You see them everywhere now. Silent. Sleek. Whispering past you on the street like ghosts from a future we were promised in science fiction movies. Teslas, Rivians, Lucids. The electric vehicle revolution is finally here, and we’re told it’s the cutting edge. The next big thing.

But what if I told you it’s not the next big thing?

What if I told you it was the *first* big thing?

What if I told you this silent, clean future was stolen from us over 100 years ago? Strangled in its crib by a handful of powerful men and their fire-breathing, smoke-belching invention. This isn’t a story of technological progress. This is a story of technological murder. A century-long conspiracy to keep us addicted to oil, and the evidence has been hiding in plain sight all along.

Get ready. Because the clean, quiet world you think is brand new was actually our birthright. And it was buried on purpose.

The Golden Age You Never Knew About

Close your eyes. Picture the year 1900. What do you see? Horses and buggies clopping down cobblestone streets? Men in top hats and women in corsets? The world was on the cusp of a massive change, and the automobile was its roaring herald.

But it wasn’t roaring. Not all of it.

You see, at the turn of the 20th century, there wasn’t just one kind of car. There were three. Steam, gasoline, and electric. And for a glorious, fleeting moment, electric was king.

Think about it. The first gasoline cars were monsters. They were loud, smelly, and belched foul-smelling smoke. They were difficult to start, requiring a dangerous and often bone-breaking hand crank. They leaked oil. They shook violently. They were, in a word, primitive.

Electric cars, on the other hand, were elegant. They were civilized. You simply turned a key or flipped a switch, and they glided away in near-perfect silence. No crank. No noise. No stinking exhaust fumes to stain your clothes and choke the air. They were the preferred vehicle of city-dwellers, doctors making house calls, and especially women, who could operate them without needing a chauffeur or a mechanic’s strength.

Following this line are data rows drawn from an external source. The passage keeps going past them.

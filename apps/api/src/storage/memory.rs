use std::collections::HashMap;
use std::sync::{Mutex, MutexGuard};

use async_trait::async_trait;
use chrono::{DateTime, Utc};
use sqlx::types::Json;
use uuid::Uuid;

use crate::models::{
    Business, Feedback, Form, FormUpdate, Location, NewBusiness, NewFeedback, NewForm, NewLocation,
    NewQrCode, QrCode, Session,
};
use crate::storage::{Storage, StorageError, StorageResult};

/// In-memory storage with the same observable behavior as [`PgStorage`].
/// Backs the test suite; nothing survives a restart.
///
/// [`PgStorage`]: crate::storage::PgStorage
#[derive(Default)]
pub struct MemStorage {
    inner: Mutex<Tables>,
}

#[derive(Default)]
struct Tables {
    businesses: HashMap<Uuid, Business>,
    locations: HashMap<Uuid, Location>,
    forms: HashMap<Uuid, Form>,
    qr_codes: HashMap<Uuid, QrCode>,
    feedback: HashMap<Uuid, Feedback>,
    sessions: HashMap<Uuid, Session>,
}

impl MemStorage {
    pub fn new() -> Self {
        MemStorage::default()
    }

    fn lock(&self) -> StorageResult<MutexGuard<'_, Tables>> {
        self.inner
            .lock()
            .map_err(|_| StorageError::Database("storage lock poisoned".to_string()))
    }
}

fn sorted_by_created<T, F>(items: Vec<T>, created_at: F) -> Vec<T>
where
    F: Fn(&T) -> DateTime<Utc>,
{
    let mut items = items;
    items.sort_by_key(|item| created_at(item));
    items
}

#[async_trait]
impl Storage for MemStorage {
    async fn create_business(&self, data: NewBusiness) -> StorageResult<Business> {
        let mut tables = self.lock()?;
        if tables.businesses.values().any(|b| b.email == data.email) {
            return Err(StorageError::Duplicate("Email already exists".to_string()));
        }
        let business = Business {
            id: Uuid::new_v4(),
            business_name: data.business_name,
            email: data.email,
            password: data.password,
            phone: data.phone,
            subscription_plan: data.subscription_plan.unwrap_or_else(|| "Free".to_string()),
            created_at: Utc::now(),
        };
        tables.businesses.insert(business.id, business.clone());
        Ok(business)
    }

    async fn business_by_id(&self, id: Uuid) -> StorageResult<Option<Business>> {
        Ok(self.lock()?.businesses.get(&id).cloned())
    }

    async fn business_by_email(&self, email: &str) -> StorageResult<Option<Business>> {
        Ok(self
            .lock()?
            .businesses
            .values()
            .find(|b| b.email == email)
            .cloned())
    }

    async fn create_location(&self, data: NewLocation) -> StorageResult<Location> {
        let mut tables = self.lock()?;
        let location = Location {
            id: Uuid::new_v4(),
            business_id: data.business_id,
            name: data.name,
            address: data.address,
            latitude: data.latitude,
            longitude: data.longitude,
            created_at: Utc::now(),
        };
        tables.locations.insert(location.id, location.clone());
        Ok(location)
    }

    async fn location_by_id(&self, id: Uuid) -> StorageResult<Option<Location>> {
        Ok(self.lock()?.locations.get(&id).cloned())
    }

    async fn locations_by_business(&self, business_id: Uuid) -> StorageResult<Vec<Location>> {
        let locations = self
            .lock()?
            .locations
            .values()
            .filter(|l| l.business_id == business_id)
            .cloned()
            .collect();
        Ok(sorted_by_created(locations, |l| l.created_at))
    }

    async fn create_form(&self, data: NewForm) -> StorageResult<Form> {
        let mut tables = self.lock()?;
        let now = Utc::now();
        let form = Form {
            id: Uuid::new_v4(),
            business_id: data.business_id,
            name: data.name,
            description: data.description,
            fields: Json(data.fields),
            created_at: now,
            updated_at: now,
        };
        tables.forms.insert(form.id, form.clone());
        Ok(form)
    }

    async fn form_by_id(&self, id: Uuid) -> StorageResult<Option<Form>> {
        Ok(self.lock()?.forms.get(&id).cloned())
    }

    async fn forms_by_business(&self, business_id: Uuid) -> StorageResult<Vec<Form>> {
        let forms = self
            .lock()?
            .forms
            .values()
            .filter(|f| f.business_id == business_id)
            .cloned()
            .collect();
        Ok(sorted_by_created(forms, |f| f.created_at))
    }

    async fn update_form(&self, id: Uuid, update: FormUpdate) -> StorageResult<Form> {
        let mut tables = self.lock()?;
        let form = tables
            .forms
            .get_mut(&id)
            .ok_or_else(|| StorageError::NotFound("Form not found".to_string()))?;
        if let Some(name) = update.name {
            form.name = name;
        }
        if let Some(description) = update.description {
            form.description = Some(description);
        }
        if let Some(fields) = update.fields {
            form.fields = Json(fields);
        }
        form.updated_at = Utc::now();
        Ok(form.clone())
    }

    async fn create_qr_code(&self, data: NewQrCode) -> StorageResult<QrCode> {
        let mut tables = self.lock()?;
        let qr_code = QrCode {
            id: Uuid::new_v4(),
            business_id: data.business_id,
            form_id: data.form_id,
            location_id: data.location_id,
            name: data.name,
            scan_count: 0,
            created_at: Utc::now(),
        };
        tables.qr_codes.insert(qr_code.id, qr_code.clone());
        Ok(qr_code)
    }

    async fn qr_code_by_id(&self, id: Uuid) -> StorageResult<Option<QrCode>> {
        Ok(self.lock()?.qr_codes.get(&id).cloned())
    }

    async fn qr_codes_by_business(&self, business_id: Uuid) -> StorageResult<Vec<QrCode>> {
        let qr_codes = self
            .lock()?
            .qr_codes
            .values()
            .filter(|q| q.business_id == business_id)
            .cloned()
            .collect();
        Ok(sorted_by_created(qr_codes, |q| q.created_at))
    }

    async fn increment_scan_count(&self, id: Uuid) -> StorageResult<()> {
        if let Some(qr_code) = self.lock()?.qr_codes.get_mut(&id) {
            qr_code.scan_count += 1;
        }
        Ok(())
    }

    async fn create_feedback(&self, data: NewFeedback) -> StorageResult<Feedback> {
        let mut tables = self.lock()?;
        let feedback = Feedback {
            id: Uuid::new_v4(),
            qr_code_id: data.qr_code_id,
            form_id: data.form_id,
            business_id: data.business_id,
            location_id: data.location_id,
            response: data.response,
            rating: data.rating,
            sentiment: Some(data.sentiment),
            customer_name: data.customer_name,
            customer_email: data.customer_email,
            customer_phone: data.customer_phone,
            media_urls: data.media_urls,
            is_anonymous: data.is_anonymous,
            created_at: Utc::now(),
        };
        tables.feedback.insert(feedback.id, feedback.clone());
        Ok(feedback)
    }

    async fn feedback_by_id(&self, id: Uuid) -> StorageResult<Option<Feedback>> {
        Ok(self.lock()?.feedback.get(&id).cloned())
    }

    async fn feedback_by_business(&self, business_id: Uuid) -> StorageResult<Vec<Feedback>> {
        let feedback = self
            .lock()?
            .feedback
            .values()
            .filter(|f| f.business_id == business_id)
            .cloned()
            .collect();
        Ok(sorted_by_created(feedback, |f| f.created_at))
    }

    async fn feedback_by_qr_code(&self, qr_code_id: Uuid) -> StorageResult<Vec<Feedback>> {
        let feedback = self
            .lock()?
            .feedback
            .values()
            .filter(|f| f.qr_code_id == qr_code_id)
            .cloned()
            .collect();
        Ok(sorted_by_created(feedback, |f| f.created_at))
    }

    async fn create_session(
        &self,
        business_id: Uuid,
        expires_at: DateTime<Utc>,
    ) -> StorageResult<Session> {
        let mut tables = self.lock()?;
        let session = Session {
            token: Uuid::new_v4(),
            business_id,
            created_at: Utc::now(),
            expires_at,
        };
        tables.sessions.insert(session.token, session.clone());
        Ok(session)
    }

    async fn session_by_token(&self, token: Uuid) -> StorageResult<Option<Session>> {
        Ok(self.lock()?.sessions.get(&token).cloned())
    }

    async fn delete_session(&self, token: Uuid) -> StorageResult<()> {
        self.lock()?.sessions.remove(&token);
        Ok(())
    }
}

#[cfg(test)]
mod tests {
    use super::*;
    use crate::models::{FieldType, FormField};
    use chrono::Duration;

    fn make_business() -> NewBusiness {
        NewBusiness {
            business_name: "Corner Cafe".to_string(),
            email: "owner@cornercafe.test".to_string(),
            password: "hashed".to_string(),
            phone: None,
            subscription_plan: None,
        }
    }

    fn make_field(id: &str, label: &str) -> FormField {
        FormField {
            id: id.to_string(),
            field_type: FieldType::StarRating,
            label: label.to_string(),
            required: true,
            placeholder: None,
            options: None,
            min: None,
            max: None,
        }
    }

    #[tokio::test]
    async fn test_create_business_defaults_plan_and_rejects_duplicate_email() {
        let storage = MemStorage::new();
        let business = storage.create_business(make_business()).await.unwrap();
        assert_eq!(business.subscription_plan, "Free");

        let fetched = storage.business_by_id(business.id).await.unwrap();
        assert_eq!(fetched.unwrap().email, "owner@cornercafe.test");

        let err = storage.create_business(make_business()).await.unwrap_err();
        assert!(matches!(err, StorageError::Duplicate(_)));
    }

    #[tokio::test]
    async fn test_update_form_merges_partial_update() {
        let storage = MemStorage::new();
        let business = storage.create_business(make_business()).await.unwrap();
        let form = storage
            .create_form(NewForm {
                business_id: business.id,
                name: "Visit feedback".to_string(),
                description: Some("How was it?".to_string()),
                fields: vec![make_field("f1", "Rate us")],
            })
            .await
            .unwrap();

        // Only the name is supplied; description and fields must survive.
        let updated = storage
            .update_form(
                form.id,
                FormUpdate {
                    name: Some("Renamed".to_string()),
                    ..FormUpdate::default()
                },
            )
            .await
            .unwrap();

        assert_eq!(updated.name, "Renamed");
        assert_eq!(updated.description.as_deref(), Some("How was it?"));
        assert_eq!(updated.fields.0.len(), 1);
        assert!(updated.updated_at >= form.updated_at);
        assert_eq!(updated.created_at, form.created_at);
    }

    #[tokio::test]
    async fn test_update_missing_form_is_not_found() {
        let storage = MemStorage::new();
        let err = storage
            .update_form(Uuid::new_v4(), FormUpdate::default())
            .await
            .unwrap_err();
        assert!(matches!(err, StorageError::NotFound(_)));
    }

    #[tokio::test]
    async fn test_increment_scan_count_and_missing_id_no_op() {
        let storage = MemStorage::new();
        let business = storage.create_business(make_business()).await.unwrap();
        let form = storage
            .create_form(NewForm {
                business_id: business.id,
                name: "Form".to_string(),
                description: None,
                fields: vec![],
            })
            .await
            .unwrap();
        let qr_code = storage
            .create_qr_code(NewQrCode {
                business_id: business.id,
                form_id: form.id,
                location_id: None,
                name: "Front door".to_string(),
            })
            .await
            .unwrap();
        assert_eq!(qr_code.scan_count, 0);

        storage.increment_scan_count(qr_code.id).await.unwrap();
        storage.increment_scan_count(qr_code.id).await.unwrap();
        storage.increment_scan_count(Uuid::new_v4()).await.unwrap();

        let fetched = storage.qr_code_by_id(qr_code.id).await.unwrap().unwrap();
        assert_eq!(fetched.scan_count, 2);
    }

    #[tokio::test]
    async fn test_session_lifecycle() {
        let storage = MemStorage::new();
        let business = storage.create_business(make_business()).await.unwrap();
        let session = storage
            .create_session(business.id, Utc::now() + Duration::days(7))
            .await
            .unwrap();

        let fetched = storage.session_by_token(session.token).await.unwrap();
        assert_eq!(fetched.unwrap().business_id, business.id);

        storage.delete_session(session.token).await.unwrap();
        assert!(storage
            .session_by_token(session.token)
            .await
            .unwrap()
            .is_none());
    }

    #[tokio::test]
    async fn test_lists_are_scoped_to_the_owning_business() {
        let storage = MemStorage::new();
        let first = storage.create_business(make_business()).await.unwrap();
        let second = storage
            .create_business(NewBusiness {
                email: "other@shop.test".to_string(),
                ..make_business()
            })
            .await
            .unwrap();

        storage
            .create_location(NewLocation {
                business_id: first.id,
                name: "Downtown".to_string(),
                address: None,
                latitude: None,
                longitude: None,
            })
            .await
            .unwrap();

        assert_eq!(
            storage.locations_by_business(first.id).await.unwrap().len(),
            1
        );
        assert!(storage
            .locations_by_business(second.id)
            .await
            .unwrap()
            .is_empty());
    }

    #[tokio::test]
    async fn test_location_by_id_finds_only_stored_ids() {
        let storage = MemStorage::new();
        let business = storage.create_business(make_business()).await.unwrap();
        let location = storage
            .create_location(NewLocation {
                business_id: business.id,
                name: "Downtown".to_string(),
                address: Some("1 Main St".to_string()),
                latitude: None,
                longitude: None,
            })
            .await
            .unwrap();

        let fetched = storage.location_by_id(location.id).await.unwrap().unwrap();
        assert_eq!(fetched.name, "Downtown");
        assert_eq!(fetched.address.as_deref(), Some("1 Main St"));
        assert_eq!(fetched.business_id, business.id);

        assert!(storage
            .location_by_id(Uuid::new_v4())
            .await
            .unwrap()
            .is_none());
    }
}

This wasn’t some niche hobby. This was the mainstream. In 1900, 38% of all cars in the United States were electric. Another 40% were steam-powered. That left the noisy, dirty gasoline car with a measly 22% of the market. Companies like Detroit Electric and Baker Motor Vehicle were producing beautiful, reliable cars that could go 50, even 80 miles on a single charge. More than enough for the typical city driver of the era. Even Henry Ford’s wife, Clara, drove a 1914 Detroit Electric because she preferred its simplicity and silence over her husband’s own Model T.

Let that sink in. The wife of the man who put the world on gasoline wheels… drove an electric car.

It was the future. A clean, quiet, simple future. So what happened? How did we go from that promising dawn to a century of smog, oil wars, and climate chaos? It wasn’t an accident. It was an execution.

The Unholy Trinity: Gasoline, Greed, and the Model T

The electric car wasn’t out-competed. It was ambushed. Three key events—a perfect storm of industry, invention, and infrastructure—ganged up to knock the EV off its throne and cement the dominance of the internal combustion engine (ICE).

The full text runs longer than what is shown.